Но для того, чтобы начать серьезно разговаривать о такой серьезной материи, как европейская безопасность, нужно поставить несколько принципиальных вопросов:
- Насколько наши европейские партнеры считают возможным отделять политику от военной политики. «Разрядка», «перезагрузка» и прочие радостные для западного политика процессы были результатом комплексного снижения напряженности, как в политической, так и военно-силовой сфере. Пока выглядит маловероятным, чтобы Россия согласилась на какие-то подвижки в военной области при сохранении даже не столько санкций, но таких опасных для европейской стабильности политических деклараций, как пресловутый «ультиматум Могерини» (требующий возврата Россией Крыма как условие нормализации отношений), который при определенных условиях может стать основой для серьезной дестабилизации на континенте.
- Насколько европейские элиты готовы (и насколько им будет позволено!) говорить не только о Европе и даже не только о НАТО, но и о действиях США, которые целый ряд шагов по обострению ситуации совершили вне формата НАТО. Например, оказывают прямую военную поддержку Украине, рассматривают вопрос о переброске своего тактического ядерного оружия в Европу или размещают в Европе элементы системы ПРО с ударным потенциалом. Без включения этих аспектов военной ситуации конструктивный диалог по вопросам безопасности в Европе маловероятен.
- Насколько возможно договариваться с Москвой о снижении уровня военно-силовой напряженности, постоянно наращивания антироссийскую пропагандистскую истерию, доходящую, порой, до уровня бытовой русофобии?

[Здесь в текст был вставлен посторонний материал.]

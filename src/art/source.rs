//! Locating the art for a card inside a deck directory

use std::fs;
use std::path::{Path, PathBuf};

use crate::deck::CardId;
use crate::errors::{CartomancerError, Result};

/// Pre-rendered ANSI art directories, in preference order
pub const ANSI_DIRS: [&str; 2] = ["ansi32", "ansi256"];

/// Extension of pre-rendered ANSI art files
pub const ANSI_EXTENSION: &str = ".ansi";

/// Known image directories, in preference order
pub const IMAGE_DIRS: [&str; 4] = ["scalable", "h2400", "h1200", "h750"];

/// Recognised card image extensions, in preference order
pub const IMAGE_EXTENSIONS: [&str; 5] = [".svg", ".png", ".jpg", ".jpeg", ".webp"];

/// Directories that never hold card images
const NON_IMAGE_DIRS: [&str; 4] = ["ansi32", "ansi256", "card_backs", "names"];

/// Where a card's art comes from
#[derive(Debug, Clone, PartialEq, Eq)]
pub enum ArtSource {
    /// Escape-coded art shipped with the deck, printed verbatim
    PreRendered(PathBuf),
    /// Image that must be rendered (and cached)
    Image(PathBuf),
}

impl ArtSource {
    /// Find pre-rendered art for `id`, falling back to a convertible image
    pub fn locate(deck_root: &Path, id: &CardId) -> Result<Self> {
        for dir in ANSI_DIRS {
            let candidate = id.path_in(&deck_root.join(dir), ANSI_EXTENSION);
            if candidate.is_file() {
                return Ok(ArtSource::PreRendered(candidate));
            }
        }

        find_card_image(deck_root, id)
            .map(ArtSource::Image)
            .ok_or_else(|| CartomancerError::SourceNotFound {
                card_id: id.to_string(),
            })
    }
}

/// Every path an image for `id` may live at, in lookup order.
///
/// Known image directories first, then any other deck subdirectory (sorted);
/// within a directory, extensions in [`IMAGE_EXTENSIONS`] order.
pub fn image_candidates(deck_root: &Path, id: &CardId) -> Vec<PathBuf> {
    let mut dirs: Vec<PathBuf> = IMAGE_DIRS.iter().map(|dir| deck_root.join(dir)).collect();

    let mut others: Vec<PathBuf> = fs::read_dir(deck_root)
        .map(|entries| {
            entries
                .filter_map(|entry| entry.ok())
                .filter(|entry| entry.path().is_dir())
                .filter(|entry| {
                    let name = entry.file_name();
                    let name = name.to_string_lossy();
                    !NON_IMAGE_DIRS.contains(&name.as_ref()) && !IMAGE_DIRS.contains(&name.as_ref())
                })
                .map(|entry| entry.path())
                .collect()
        })
        .unwrap_or_default();
    others.sort();
    dirs.extend(others);

    dirs.iter()
        .flat_map(|dir| IMAGE_EXTENSIONS.iter().map(move |ext| id.path_in(dir, ext)))
        .collect()
}

/// First existing image for `id`, see [`image_candidates`]
pub fn find_card_image(deck_root: &Path, id: &CardId) -> Option<PathBuf> {
    image_candidates(deck_root, id)
        .into_iter()
        .find(|path| path.is_file())
}

#[cfg(test)]
mod tests {
    use super::*;
    use std::fs;
    use tempfile::TempDir;

    fn touch(path: &Path) {
        fs::create_dir_all(path.parent().unwrap()).unwrap();
        fs::write(path, b"x").unwrap();
    }

    fn fool() -> CardId {
        "major_arcana.00".parse().unwrap()
    }

    #[test]
    fn test_prerendered_wins() {
        let dir = TempDir::new().unwrap();
        touch(&dir.path().join("ansi256/major_arcana/00.ansi"));
        touch(&dir.path().join("h750/major_arcana/00.png"));
        assert_eq!(
            ArtSource::locate(dir.path(), &fool()).unwrap(),
            ArtSource::PreRendered(dir.path().join("ansi256/major_arcana/00.ansi"))
        );

        touch(&dir.path().join("ansi32/major_arcana/00.ansi"));
        assert_eq!(
            ArtSource::locate(dir.path(), &fool()).unwrap(),
            ArtSource::PreRendered(dir.path().join("ansi32/major_arcana/00.ansi"))
        );
    }

    #[test]
    fn test_image_priority() {
        let dir = TempDir::new().unwrap();
        touch(&dir.path().join("h750/major_arcana/00.jpg"));
        touch(&dir.path().join("h1200/major_arcana/00.webp"));
        assert_eq!(
            ArtSource::locate(dir.path(), &fool()).unwrap(),
            ArtSource::Image(dir.path().join("h1200/major_arcana/00.webp"))
        );

        touch(&dir.path().join("scalable/major_arcana/00.svg"));
        assert_eq!(
            ArtSource::locate(dir.path(), &fool()).unwrap(),
            ArtSource::Image(dir.path().join("scalable/major_arcana/00.svg"))
        );
    }

    #[test]
    fn test_unlisted_directory_fallback() {
        let dir = TempDir::new().unwrap();
        touch(&dir.path().join("card_backs/major_arcana/00.png"));
        touch(&dir.path().join("zeta/minor_arcana/cups/two.png"));
        touch(&dir.path().join("alpha/minor_arcana/cups/two.jpeg"));
        let id: CardId = "minor_arcana.cups.two".parse().unwrap();
        assert_eq!(
            find_card_image(dir.path(), &id),
            Some(dir.path().join("alpha/minor_arcana/cups/two.jpeg"))
        );
        // card_backs is never searched
        assert_eq!(find_card_image(dir.path(), &fool()), None);
    }

    #[test]
    fn test_candidates_order() {
        let dir = TempDir::new().unwrap();
        fs::create_dir_all(dir.path().join("extra")).unwrap();
        fs::create_dir_all(dir.path().join("names")).unwrap();
        let candidates = image_candidates(dir.path(), &fool());

        assert_eq!(candidates.len(), (IMAGE_DIRS.len() + 1) * IMAGE_EXTENSIONS.len());
        assert_eq!(candidates[0], dir.path().join("scalable/major_arcana/00.svg"));
        assert_eq!(
            candidates.last().unwrap(),
            &dir.path().join("extra/major_arcana/00.webp")
        );
    }

    #[test]
    fn test_source_not_found() {
        let dir = TempDir::new().unwrap();
        let err = ArtSource::locate(dir.path(), &fool()).unwrap_err();
        assert!(matches!(err, CartomancerError::SourceNotFound { .. }));
        assert!(err.to_string().contains("major_arcana.00"));
    }
}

Вероятно, в качестве первого шага, демонстрирующего серьезность намерений, было бы неплохо – если уж Ф.-В.Штайнмайер выражает мнение солидных кругов в германской элите – свернуть становящуюся уже просто неприличной антироссийскую пропаганду в Германии. Это не только подтвердит серьезность позиций сил, стремящихся к диалогу, но и будет способствовать формированию благоприятной атмосферы вокруг диалога.
- Будет ли включать диалог Европы с Россией снижение военной напряженности между Россией и Западом не только в собственно Европе, но и в сопредельных регионах. Например, в Центральной Азии, на Кавказе или на Среднем Востоке, где активность Запада и ЕС в том числе также носит антироссийский, а порой – и прямо дестабилизирующий характер?
- И, наконец, – а с кем Россия должна вести диалог? С национальными правительствами или брюссельской бюрократией? Слишком много суверенитета европейские страны, даже Германия, отдали Брюсселю, который имеет право «вето» теперь уже не только в сфере экономики. И это, - не говоря уже о той роли, которую в принятии решений в современной Европе имеет Вашингтон и едва ли это влияние в обозримой перспективе сократится, даже если президентом США станет Дональд Трамп.
Если проанализировать поставленные проблемы, то легко прийти следующему, принципиальному вопросу: а зачем России стремиться к диалогу с Европой, когда слишком многое так или иначе связано с позицией США?
Не проще ли России пытаться, прежде всего, наладить диалог с США? Так, что прежде чем претендовать на диалог с Россией, тем более по таким вопросам, как военная безопасность, Европе в целом и Германии в том числе, надо доказать свою геополитическую дееспособность.
Хотя сама по себе готовность к диалогу уже отрадна.